> [Task prompt] Only the number is wanted: how many lines of the listing below contain "ApiConfig"?

> [Exercise inputs]
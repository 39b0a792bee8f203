//! Tempo API Server Entry Point
//!
//! Bootstraps configuration, the storage backend, the executor client, and
//! the background reschedule poller, then serves the Axum router until a
//! shutdown signal arrives.

use std::net::SocketAddr;
use std::sync::Arc;

use tempo_api::{
    create_api_router, jobs, ApiConfig, ApiError, ApiResult, AppState, DbConfig, ExecutorConfig,
    HttpExecutor, PgStore, PollerConfig,
};
use tempo_core::Executor;
use tempo_storage::{MemoryStore, ScheduleStore};
use tokio::sync::watch;
use tracing_subscriber::EnvFilter;

#[tokio::main]
async fn main() -> ApiResult<()> {
    tracing_subscriber::fmt()
        .with_env_filter(
            EnvFilter::try_from_default_env().unwrap_or_else(|_| EnvFilter::new("info")),
        )
        .init();

    let api_config = ApiConfig::from_env();
    let poller_config = PollerConfig::from_env();

    // TEMPO_STORE=memory runs without PostgreSQL for local development.
    let store: Arc<dyn ScheduleStore> = match std::env::var("TEMPO_STORE").as_deref() {
        Ok("memory") => {
            tracing::warn!("using in-memory store; data will not survive a restart");
            Arc::new(MemoryStore::new())
        }
        _ => {
            let db_config = DbConfig::from_env();
            Arc::new(
                PgStore::from_config(&db_config)
                    .map_err(|e| ApiError::internal_error(e.to_string()))?,
            )
        }
    };

    let executor_config = ExecutorConfig::from_env();
    let executor: Arc<dyn Executor> = Arc::new(
        HttpExecutor::new(executor_config).map_err(|e| ApiError::internal_error(e.to_string()))?,
    );

    let (shutdown_tx, shutdown_rx) = watch::channel(false);
    let poller_handle = tokio::spawn(jobs::reschedule_poller_task(
        Arc::clone(&store),
        Arc::clone(&executor),
        poller_config.clone(),
        api_config.clone_horizon_days,
        shutdown_rx,
    ));

    let state = AppState::new(store, executor, api_config, poller_config);
    let app = create_api_router(state);

    let addr = resolve_bind_addr()?;
    tracing::info!(%addr, "Starting Tempo API server");

    let listener = tokio::net::TcpListener::bind(addr)
        .await
        .map_err(|e| ApiError::internal_error(format!("Failed to bind {}: {}", addr, e)))?;

    let server = axum::serve(listener, app);
    tokio::select! {
        result = server => {
            result.map_err(|e| ApiError::internal_error(format!("Server error: {}", e)))?;
        }
        _ = tokio::signal::ctrl_c() => {
            tracing::info!("Shutdown signal received");
        }
    }

    let _ = shutdown_tx.send(true);
    if let Ok(metrics) = poller_handle.await {
        let snapshot = metrics.snapshot();
        tracing::info!(
            poll_cycles = snapshot.poll_cycles,
            batches_completed = snapshot.batches_completed,
            "Reschedule poller stopped"
        );
    }

    Ok(())
}

fn resolve_bind_addr() -> ApiResult<SocketAddr> {
    let host = std::env::var("TEMPO_API_BIND").unwrap_or_else(|_| "0.0.0.0".to_string());
    let port_str = std::env::var("PORT")
        .ok()
        .or_else(|| std::env::var("TEMPO_API_PORT").ok())
        .unwrap_or_else(|| "3000".to_string());
    let port = port_str
        .parse::<u16>()
        .map_err(|_| ApiError::invalid_input(format!("Invalid port value: {}", port_str)))?;

    let addr = format!("{}:{}", host, port);
    addr.parse::<SocketAddr>()
        .map_err(|e| ApiError::invalid_input(format!("Invalid bind address {}: {}", addr, e)))
}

> [Written reply] 2